PROBLEM STATEMENT:
Your answer should be the lines of the data below that contain "bool".

Dataset records:
------------------------------
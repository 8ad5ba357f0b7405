//! Readiness gate for viewers that arrive before the broadcaster
//!
//! A per-kind monotonic flag with multi-waiter release. Viewer negotiations
//! suspend on [`ReadinessGate::wait`] until the broadcaster's first track of
//! that kind is published; once signaled, a kind stays ready for the gate's
//! lifetime (there is no unpublish transition).

use std::time::Duration;

use tokio::sync::watch;

use super::track::TrackKind;

/// A gated wait expired before the kind was published
#[derive(Debug, Clone, Copy, PartialEq, Eq)]
pub struct GateTimeout {
    /// The kind that never became ready
    pub kind: TrackKind,
    /// How long the caller waited
    pub waited: Duration,
}

impl std::fmt::Display for GateTimeout {
    fn fmt(&self, f: &mut std::fmt::Formatter<'_>) -> std::fmt::Result {
        write!(
            f,
            "Timed out after {:?} waiting for a {} source",
            self.waited, self.kind
        )
    }
}

impl std::error::Error for GateTimeout {}

/// Per-kind readiness synchronization
///
/// Backed by one `watch` channel per kind: signaling flips the flag and
/// releases every waiter at once, with no ordering guarantee among them.
pub struct ReadinessGate {
    audio: watch::Sender<bool>,
    video: watch::Sender<bool>,
}

impl ReadinessGate {
    /// Create a gate with no kinds ready
    pub fn new() -> Self {
        let (audio, _) = watch::channel(false);
        let (video, _) = watch::channel(false);

        Self { audio, video }
    }

    fn slot(&self, kind: TrackKind) -> &watch::Sender<bool> {
        match kind {
            TrackKind::Audio => &self.audio,
            TrackKind::Video => &self.video,
        }
    }

    /// Mark a kind as available
    ///
    /// Idempotent: signaling an already-ready kind is a no-op.
    pub fn signal(&self, kind: TrackKind) {
        let slot = self.slot(kind);
        if !*slot.borrow() {
            slot.send_replace(true);
            tracing::debug!(kind = %kind, "Kind signaled ready");
        }
    }

    /// Check readiness without waiting
    pub fn is_ready(&self, kind: TrackKind) -> bool {
        *self.slot(kind).borrow()
    }

    /// Suspend until the kind becomes ready
    ///
    /// Returns immediately if already signaled. Waits indefinitely otherwise;
    /// production callers should prefer [`ReadinessGate::wait_timeout`].
    pub async fn wait(&self, kind: TrackKind) {
        let mut rx = self.slot(kind).subscribe();
        // The sender lives as long as the gate, so the channel cannot close
        // under a waiter.
        let _ = rx.wait_for(|ready| *ready).await;
    }

    /// Suspend until the kind becomes ready, or the deadline expires
    pub async fn wait_timeout(&self, kind: TrackKind, timeout: Duration) -> Result<(), GateTimeout> {
        tokio::time::timeout(timeout, self.wait(kind))
            .await
            .map_err(|_| GateTimeout {
                kind,
                waited: timeout,
            })
    }
}

impl Default for ReadinessGate {
    fn default() -> Self {
        Self::new()
    }
}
------------------------------
EXERCISE OUTPUT:
    audio: watch::Sender<bool>,
    video: watch::Sender<bool>,
    fn slot(&self, kind: TrackKind) -> &watch::Sender<bool> {
    pub fn is_ready(&self, kind: TrackKind) -> bool {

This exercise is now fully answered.